» Dataset entries:
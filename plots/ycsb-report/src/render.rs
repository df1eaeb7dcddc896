use std::{fmt::Write, path::Path};

use chrono::{DateTime, Local};
use redis_stats::result::{INSTANTANEOUS_OPS_PER_SEC, USED_MEMORY_HUMAN};
use ycsb::result::{AVERAGE_LATENCY, P95_LATENCY, P99_LATENCY};

use crate::RunResult;

const WIDTH: usize = 60;

fn latency(value: Option<f64>) -> String {
    match value {
        Some(v) => format!("{v:.2}us"),
        None => "N/A".to_owned(),
    }
}

fn truncate(name: &str, width: usize) -> String {
    name.chars().take(width).collect()
}

/// Human readable report: header, ranking table, then per-run details.
///
/// `results` is expected to be sorted already.
pub fn render_text(
    results: &[RunResult],
    results_dir: &Path,
    generated: DateTime<Local>,
    name_width: usize,
) -> String {
    let heavy = "=".repeat(WIDTH);
    let light = "-".repeat(WIDTH);
    let column = name_width + 2;
    let mut out = String::new();

    // Writing into a String cannot fail
    _ = writeln!(out, "{heavy}");
    _ = writeln!(out, "YCSB Analysis Report");
    _ = writeln!(out, "{heavy}");
    _ = writeln!(out, "Generated: {}", generated.format("%Y-%m-%d %H:%M:%S"));
    _ = writeln!(out, "Results directory: {}", results_dir.display());
    _ = writeln!(out);

    _ = writeln!(out, "Performance ranking:");
    _ = writeln!(out, "{light}");
    _ = writeln!(out, "{:<6}{:<column$}Throughput(ops/sec)", "Rank", "Run");
    _ = writeln!(out, "{light}");
    for (rank, result) in results.iter().enumerate() {
        _ = writeln!(
            out,
            "{:<6}{:<column$}{:.2}",
            rank + 1,
            truncate(&result.name, name_width),
            result.metrics.throughput
        );
    }
    _ = writeln!(out, "{light}");

    _ = writeln!(out);
    _ = writeln!(out, "Detailed analysis:");
    _ = writeln!(out, "{heavy}");
    for result in results {
        _ = writeln!(out);
        _ = writeln!(out, "Run: {}", result.name);
        _ = writeln!(out, "{light}");
        _ = writeln!(out, "Throughput: {:.2} ops/sec", result.metrics.throughput);

        for (op, metrics) in &result.metrics.operations {
            let Some(avg) = metrics.get(AVERAGE_LATENCY) else {
                continue;
            };
            _ = writeln!(
                out,
                "  [{op}] Avg: {avg:.2}us, P95: {}, P99: {}",
                latency(metrics.get(P95_LATENCY).copied()),
                latency(metrics.get(P99_LATENCY).copied())
            );
        }

        let stats = &result.stats;
        if !stats.is_empty() {
            _ = writeln!(out, "  Server stats:");
            if let Some(memory) = stats.get(USED_MEMORY_HUMAN) {
                _ = writeln!(out, "    Memory used: {memory}");
            }
            if let Some(ops) = stats.get(INSTANTANEOUS_OPS_PER_SEC) {
                _ = writeln!(out, "    Instantaneous ops/sec: {ops}");
            }
            if let Some(rate) = stats.hit_rate() {
                _ = writeln!(out, "    Cache hit rate: {rate:.2}%");
            }
        }
    }
    out
}
use std::{fs::read_to_string, path::Path};

use eyre::{Context, Result};
use tracing::debug;


pub use result::{MetricRecord, parse_output};

/// Read one workload-summary log and extract its metrics.
///
/// An unreadable file is an error; a readable file without any metrics
/// gives an empty [`MetricRecord`].
pub fn read_log(path: &Path) -> Result<MetricRecord> {
    let output =
        read_to_string(path).context(format!("Read workload log {}", path.display()))?;
    let record = parse_output(&output)?;
    debug!(
        "Parsed {}: throughput {} ops/sec, {} operations",
        path.display(),
        record.throughput,
        record.operations.len()
    );
    Ok(record)
}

» What needs to be done:
Scan the entries above for the word "workload". Report the lines that hold it.

» Your response:
/// Read one workload-summary log and extract its metrics.
        read_to_string(path).context(format!("Read workload log {}", path.display()))?;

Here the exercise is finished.